● **To do**:
Nothing should be left out when you copy the entries below.

[Stored data — start]

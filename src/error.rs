use std::error::Error as StdError;
use std::fmt;
use std::io::Error as IoError;
use std::io::ErrorKind;
use std::result;

/// The result type used throughout this crate.
pub type Result<T> = result::Result<T, Error>;

/// An enumeration over JPEG features this crate detects but does not decode.
///
/// Inputs using these features are well-formed JPEG streams; they are simply
/// outside the coding processes this decoder handles.
#[derive(Clone, Copy, Debug, PartialEq, Eq)]
pub enum UnsupportedFeature {
    /// Hierarchical (differential) JPEG.
    Hierarchical,
    /// Lossless JPEG.
    Lossless,
    /// JPEG using arithmetic entropy coding instead of Huffman coding.
    ArithmeticEntropyCoding,
    /// Sample precision in bits. 8 bit is supported for baseline frames,
    /// 8 and 12 bit for extended sequential and progressive frames.
    SamplePrecision(u8),
    /// A JFIF density unit outside the defined set {0, 1, 2}.
    DensityUnit(u8),
    /// A scan whose component layout differs from the frame's, e.g. the
    /// per-component AC scans of a spectrally-interleaved progressive image.
    ScanLayout,
}

/// Errors that can occur while decoding a JPEG stream.
#[derive(Debug)]
pub enum Error {
    /// The stream does not start with an SOI marker and is not a JPEG file.
    Filetype,
    /// Unexpected end of the input stream in the middle of a read.
    Stream,
    /// A marker was required at the current position but the prefix byte was
    /// not `0xFF`.
    Structural,
    /// The segment following SOI is not a JFIF APP0 segment.
    MissingJfifHeader,
    /// The JFIF APP0 segment is present but malformed.
    InvalidJfifHeader(&'static str),
    /// No frame header was found where one was required.
    MissingFrameHeader,
    /// The frame header is present but malformed.
    InvalidFrameHeader(&'static str),
    /// No scan header was found where one was required.
    MissingScanHeader,
    /// The scan header is present but malformed.
    InvalidScanHeader(&'static str),
    /// A DQT segment could not be parsed into a quantization table.
    InvalidQuantizationTable(&'static str),
    /// A DHT segment could not be built into a Huffman table.
    InvalidHuffmanTable(&'static str),
    /// A DNL segment was malformed or misplaced.
    InvalidDnlSegment(&'static str),
    /// Any other payload integrity failure. The string contains detailed
    /// information about the error.
    Syntax(String),
    /// The stream uses a JPEG feature this crate does not decode.
    Unsupported(UnsupportedFeature),
    /// The stream uses a feature that is recognized but not implemented yet.
    Unimplemented(&'static str),
    /// An I/O error occurred while reading the stream.
    Io(IoError),
}

impl fmt::Display for Error {
    fn fmt(&self, f: &mut fmt::Formatter<'_>) -> fmt::Result {
        match *self {
            Error::Filetype => write!(f, "first marker is not SOI"),
            Error::Stream => write!(f, "unexpected end of stream"),
            Error::Structural => write!(f, "marker expected but prefix byte is not 0xFF"),
            Error::MissingJfifHeader => write!(f, "missing JFIF header"),
            Error::InvalidJfifHeader(desc) => write!(f, "invalid JFIF header: {}", desc),
            Error::MissingFrameHeader => write!(f, "missing frame header"),
            Error::InvalidFrameHeader(desc) => write!(f, "invalid frame header: {}", desc),
            Error::MissingScanHeader => write!(f, "missing scan header"),
            Error::InvalidScanHeader(desc) => write!(f, "invalid scan header: {}", desc),
            Error::InvalidQuantizationTable(desc) => {
                write!(f, "invalid quantization table: {}", desc)
            }
            Error::InvalidHuffmanTable(desc) => write!(f, "invalid huffman table: {}", desc),
            Error::InvalidDnlSegment(desc) => write!(f, "invalid DNL segment: {}", desc),
            Error::Syntax(ref desc) => write!(f, "invalid JPEG format: {}", desc),
            Error::Unsupported(feature) => write!(f, "unsupported JPEG feature: {:?}", feature),
            Error::Unimplemented(desc) => write!(f, "unimplemented JPEG feature: {}", desc),
            Error::Io(ref err) => err.fmt(f),
        }
    }
}

impl StdError for Error {
    fn source(&self) -> Option<&(dyn StdError + 'static)> {
        match *self {
            Error::Io(ref err) => Some(err),
            _ => None,
        }
    }
}

impl From<IoError> for Error {
    fn from(err: IoError) -> Error {
        // Running off the end of the stream mid-read is a decode-level
        // condition, not an I/O failure of the underlying source.
        if err.kind() == ErrorKind::UnexpectedEof {
            Error::Stream
        } else {
            Error::Io(err)
        }
    }
}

[Stored data — finish]

● **Solution for this task**:
filename src/error.rs
use std::error::Error as StdError;
use std::fmt;
use std::io::Error as IoError;
use std::io::ErrorKind;
use std::result;

/// The result type used throughout this crate.
pub type Result<T> = result::Result<T, Error>;

/// An enumeration over JPEG features this crate detects but does not decode.
///
/// Inputs using these features are well-formed JPEG streams; they are simply
/// outside the coding processes this decoder handles.
#[derive(Clone, Copy, Debug, PartialEq, Eq)]
pub enum UnsupportedFeature {
    /// Hierarchical (differential) JPEG.
    Hierarchical,
    /// Lossless JPEG.
    Lossless,
    /// JPEG using arithmetic entropy coding instead of Huffman coding.
    ArithmeticEntropyCoding,
    /// Sample precision in bits. 8 bit is supported for baseline frames,
    /// 8 and 12 bit for extended sequential and progressive frames.
    SamplePrecision(u8),
    /// A JFIF density unit outside the defined set {0, 1, 2}.
    DensityUnit(u8),
    /// A scan whose component layout differs from the frame's, e.g. the
    /// per-component AC scans of a spectrally-interleaved progressive image.
    ScanLayout,
}

/// Errors that can occur while decoding a JPEG stream.
#[derive(Debug)]
pub enum Error {
    /// The stream does not start with an SOI marker and is not a JPEG file.
    Filetype,
    /// Unexpected end of the input stream in the middle of a read.
    Stream,
    /// A marker was required at the current position but the prefix byte was
    /// not `0xFF`.
    Structural,
    /// The segment following SOI is not a JFIF APP0 segment.
    MissingJfifHeader,
    /// The JFIF APP0 segment is present but malformed.
    InvalidJfifHeader(&'static str),
    /// No frame header was found where one was required.
    MissingFrameHeader,
    /// The frame header is present but malformed.
    InvalidFrameHeader(&'static str),
    /// No scan header was found where one was required.
    MissingScanHeader,
    /// The scan header is present but malformed.
    InvalidScanHeader(&'static str),
    /// A DQT segment could not be parsed into a quantization table.
    InvalidQuantizationTable(&'static str),
    /// A DHT segment could not be built into a Huffman table.
    InvalidHuffmanTable(&'static str),
    /// A DNL segment was malformed or misplaced.
    InvalidDnlSegment(&'static str),
    /// Any other payload integrity failure. The string contains detailed
    /// information about the error.
    Syntax(String),
    /// The stream uses a JPEG feature this crate does not decode.
    Unsupported(UnsupportedFeature),
    /// The stream uses a feature that is recognized but not implemented yet.
    Unimplemented(&'static str),
    /// An I/O error occurred while reading the stream.
    Io(IoError),
}

impl fmt::Display for Error {
    fn fmt(&self, f: &mut fmt::Formatter<'_>) -> fmt::Result {
        match *self {
            Error::Filetype => write!(f, "first marker is not SOI"),
            Error::Stream => write!(f, "unexpected end of stream"),
            Error::Structural => write!(f, "marker expected but prefix byte is not 0xFF"),
            Error::MissingJfifHeader => write!(f, "missing JFIF header"),
            Error::InvalidJfifHeader(desc) => write!(f, "invalid JFIF header: {}", desc),
            Error::MissingFrameHeader => write!(f, "missing frame header"),
            Error::InvalidFrameHeader(desc) => write!(f, "invalid frame header: {}", desc),
            Error::MissingScanHeader => write!(f, "missing scan header"),
            Error::InvalidScanHeader(desc) => write!(f, "invalid scan header: {}", desc),
            Error::InvalidQuantizationTable(desc) => {
                write!(f, "invalid quantization table: {}", desc)
            }
            Error::InvalidHuffmanTable(desc) => write!(f, "invalid huffman table: {}", desc),
            Error::InvalidDnlSegment(desc) => write!(f, "invalid DNL segment: {}", desc),
            Error::Syntax(ref desc) => write!(f, "invalid JPEG format: {}", desc),
            Error::Unsupported(feature) => write!(f, "unsupported JPEG feature: {:?}", feature),
            Error::Unimplemented(desc) => write!(f, "unimplemented JPEG feature: {}", desc),
            Error::Io(ref err) => err.fmt(f),
        }
    }
}

impl StdError for Error {
    fn source(&self) -> Option<&(dyn StdError + 'static)> {
        match *self {
            Error::Io(ref err) => Some(err),
            _ => None,
        }
    }
}

impl From<IoError> for Error {
    fn from(err: IoError) -> Error {
        // Running off the end of the stream mid-read is a decode-level
        // condition, not an I/O failure of the underlying source.
        if err.kind() == ErrorKind::UnexpectedEof {
            Error::Stream
        } else {
            Error::Io(err)
        }
    }
}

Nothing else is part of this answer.